The 2020 shortlisted titles are:

The BOTY 2020 judges, (previously the 2019 MUBA judges), Melissa Cranenburgh, Jane Rawson and Jackie Tang say of the shortlist:

‘An extraordinary range of titles was submitted for the inaugural Small Press Network Book of the Year Award—five times as many as for last year’s Most Underrated Book Award. We read books for children, self-help books, books about soldiers and ballet dancers, novels set in western Sydney, Gaza, South Africa, and imaginary worlds. We read non-fiction about elections, trees, and First Nations family life and language, and poetry from middle-aged farmers and inner-city millennials.

Our shortlist could not take in every book we admired. But we’re proud of the list we settled on: poetic and political essays from a much-loved Tasmanian writer; a graphic novel that transforms the quotidian into the profound; short stories that turn a keen eye on life in Vietnam and the Vietnamese diaspora; poetry about food, love and identity; a gorgeously illustrated children’s guide to the landscapes and lives of Darug country; a complex, compelling novel about a mysterious reform school; and a cycle of poems following a woman’s relationship with her mother and language.

Australian readers are lucky to have so many brilliant books to choose from, and we applaud the efforts of small presses in bringing these stories to light.’

The winner of #BOTY20 will be presented at a virtual ceremony on the 10th of December 2020.

As part of their generous sponsorship, ArtsHub is offering a free one-year membership to all the shortlisted authors and their publishers. Thanks to ArtsHub and the Australian Booksellers Association, the overall winner of the Book of the Year will receive $1000 to the author and $1000 to the publisher.

About the Sponsors:
The Australian Booksellers Association is the official national body representing bookshops across Australia. Formed as a non-for-profit organisation, it provides education and training, advocacy, technical advice and marketing support of booksellers. It recognises and celebrates the special role that books and bookselling plays in society – creating community, supporting ideas and creativity, and opening doors to other worlds.

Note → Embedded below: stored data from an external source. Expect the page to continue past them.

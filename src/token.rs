use chrono::{DateTime, Duration, Utc};
use jsonwebtoken::{Algorithm, DecodingKey, EncodingKey, Header, Validation, decode, encode};
use serde::{Deserialize, Serialize};

use crate::{config::AppConfig, error::AppError};

/// Claims
///
/// The payload signed into every access token.
#[derive(Debug, Serialize, Deserialize)]
pub struct Claims {
    /// Subject (sub): the email of the user the token was issued for.
    pub sub: String,
    /// Expiration Time (exp): seconds since the epoch after which the token is rejected.
    pub exp: i64,
    /// Issued At (iat)
    pub iat: i64,
}

/// TokenService
///
/// Issues and validates stateless HS256 bearer tokens. There is no server-side session
/// record: validity is a pure function of the signature and the clock, so tokens cannot be
/// revoked before they expire.
#[derive(Clone)]
pub struct TokenService {
    encoding: EncodingKey,
    decoding: DecodingKey,
    ttl: Duration,
}

impl TokenService {
    pub fn new(secret: &str, ttl: Duration) -> Self {
        Self {
            encoding: EncodingKey::from_secret(secret.as_bytes()),
            decoding: DecodingKey::from_secret(secret.as_bytes()),
            ttl,
        }
    }

    pub fn from_config(config: &AppConfig) -> Self {
        // Out-of-range lifetimes saturate; `issue` then reports the overflow as an error.
        let ttl = Duration::try_minutes(config.token_ttl_minutes).unwrap_or(Duration::MAX);
        Self::new(&config.jwt_secret, ttl)
    }

    pub fn ttl(&self) -> Duration {
        self.ttl
    }

    /// Issue a token for `subject` expiring one TTL from now.
    pub fn issue(&self, subject: &str) -> Result<String, AppError> {
        self.issue_at(subject, Utc::now())
    }

    pub fn issue_at(&self, subject: &str, issued_at: DateTime<Utc>) -> Result<String, AppError> {
        let expires_at = issued_at
            .checked_add_signed(self.ttl)
            .ok_or_else(|| AppError::Internal("token lifetime out of range".to_string()))?;
        let claims = Claims {
            sub: subject.to_string(),
            exp: expires_at.timestamp(),
            iat: issued_at.timestamp(),
        };
        encode(&Header::new(Algorithm::HS256), &claims, &self.encoding)
            .map_err(|e| AppError::Internal(format!("token signing failed: {e}")))
    }

    /// Validate a token against the current time and return its subject unmodified.
    pub fn validate(&self, token: &str) -> Result<String, AppError> {
        self.validate_at(token, Utc::now())
    }

    /// Validate a token as of `now`.
    ///
    /// Fails with `Unauthenticated` on a bad signature, a malformed token, a missing or empty
    /// subject, or `now` past the expiry. The expiry comparison is strict and has no leeway.
    pub fn validate_at(&self, token: &str, now: DateTime<Utc>) -> Result<String, AppError> {
        let mut validation = Validation::new(Algorithm::HS256);
        // Expiry is checked below against the supplied clock.
        validation.validate_exp = false;
        validation.leeway = 0;
        validation.set_required_spec_claims(&["exp", "sub"]);

        let data = decode::<Claims>(token, &self.decoding, &validation).map_err(|e| {
            tracing::debug!(reason = ?e.kind(), "token rejected");
            AppError::unauthenticated()
        })?;

        if now.timestamp() > data.claims.exp {
            tracing::debug!(exp = data.claims.exp, "token expired");
            return Err(AppError::unauthenticated());
        }

        if data.claims.sub.is_empty() {
            return Err(AppError::unauthenticated());
        }

        Ok(data.claims.sub)
    }
}
use crate::{AppState, handlers};
use axum::{
    Router,
    routing::{get, post, put},
};

/// Authenticated Router Module
///
/// Catalog operations open to every authenticated account regardless of role. The router is
/// wrapped in the authentication route layer in `create_router`, and each handler also takes
/// the `AuthUser` extractor.
pub fn authenticated_routes() -> Router<AppState> {
    Router::<AppState>::new()
        // GET /api/auth/me
        .route("/api/auth/me", get(handlers::get_me))
        // GET/POST /api/sweets
        // Full listing (ordered by id) and creation.
        .route(
            "/api/sweets",
            get(handlers::list_sweets).post(handlers::create_sweet),
        )
        // GET /api/sweets/search?name=&category=&min_price=&max_price=
        .route("/api/sweets/search", get(handlers::search_sweets))
        // PUT /api/sweets/{id}
        // Full replace of the mutable fields.
        .route("/api/sweets/{id}", put(handlers::update_sweet))
        // POST /api/sweets/{id}/purchase
        // Atomic decrement; fails with insufficient_stock rather than going negative.
        .route("/api/sweets/{id}/purchase", post(handlers::purchase_sweet))
}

ArtsHub is Australia’s leading online resource dedicated to the arts. Originally a small jobs bulletin that covered the performing arts, it grew into the go-to site for arts news, opportunities and facilities. The team at ArtsHub pursues a vision for a dynamic, diverse and prosperous arts culture and industry.

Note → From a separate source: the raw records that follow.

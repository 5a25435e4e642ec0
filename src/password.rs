use argon2::{
    Argon2,
    password_hash::{PasswordHash, PasswordHasher, PasswordVerifier, SaltString, rand_core::OsRng},
};

use std::sync::LazyLock;

use crate::error::AppError;

// Stand-in hash for logins naming an unknown email. Built with the same parameters as real
// hashes so a failed lookup costs one full Argon2 verification too.
static DUMMY_HASH: LazyLock<Option<String>> =
    LazyLock::new(|| hash_password("sweet-shop-unknown-account").ok());

/// Hash a plaintext password with Argon2id and a fresh random salt.
///
/// The result is a self-describing PHC string (algorithm, parameters, salt, digest) and is
/// the only form in which a password ever reaches the store.
pub fn hash_password(password: &str) -> Result<String, AppError> {
    let salt = SaltString::generate(&mut OsRng);
    Argon2::default()
        .hash_password(password.as_bytes(), &salt)
        .map(|hash| hash.to_string())
        .map_err(|e| AppError::Internal(format!("password hashing failed: {e}")))
}

/// Verify a plaintext password against a stored PHC string.
///
/// An unparsable stored hash counts as a mismatch. The digest comparison itself is
/// constant-time inside `argon2`.
pub fn verify_password(password: &str, hash: &str) -> bool {
    let Ok(parsed) = PasswordHash::new(hash) else {
        return false;
    };
    Argon2::default()
        .verify_password(password.as_bytes(), &parsed)
        .is_ok()
}

/// Check login credentials against the stored hash, if there is one.
///
/// An absent account still runs a verification against a dummy hash and then fails, so an
/// unknown email and a wrong password take the same time.
pub fn verify_login(password: &str, stored_hash: Option<&str>) -> bool {
    match stored_hash {
        Some(hash) => verify_password(password, hash),
        None => {
            if let Some(dummy) = DUMMY_HASH.as_deref() {
                verify_password(password, dummy);
            }
            false
        }
    }
}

About the Small Press Network:
Established in 2006, the Small Press Network is a representative body for small publishers around Australia. It presents the Book of the Year Award (BOTY), previously the Most Underrated Book of the Year Award (MUBA), and has run the Independent Publishing Conference since 2012.

Many thanks to publicist Tim Coronel who sent this ahead of time to enable me to prepare it for posting!


  1. Hi Lisa,

    Here’s the link to my review of ‘The Subjects’.

    I need a search box on the blog don’t I? … I’ll look into it tomorrow.



    • Thank you, and yes please!

      Liked by 1 person

      • Done! There is now a search box immediately under the calendar on the right hand side :-)


  2. How reassuring to know that small presses are getting recognised in this way. It’s so hard for them to make their voices heard up against all the big guns who have large marketing budgets and can afford to enter the prestige awards


    • Indeed it is, Karen, and what’s more, it’s mostly the small presses that publish the most interesting books IMO.


  3. Probably a good idea to reframe this award, though I did like the cheekiness of MUBA.


    • I liked the concept of it, i.e. a terrific book that had somehow passed under the radar. But looking at it on a CV, or a publicity bio… well, I can see why an author would rather the award had a different name.


      • Yes, that’s exactly what I thought. A hard one to shout from the rooftops.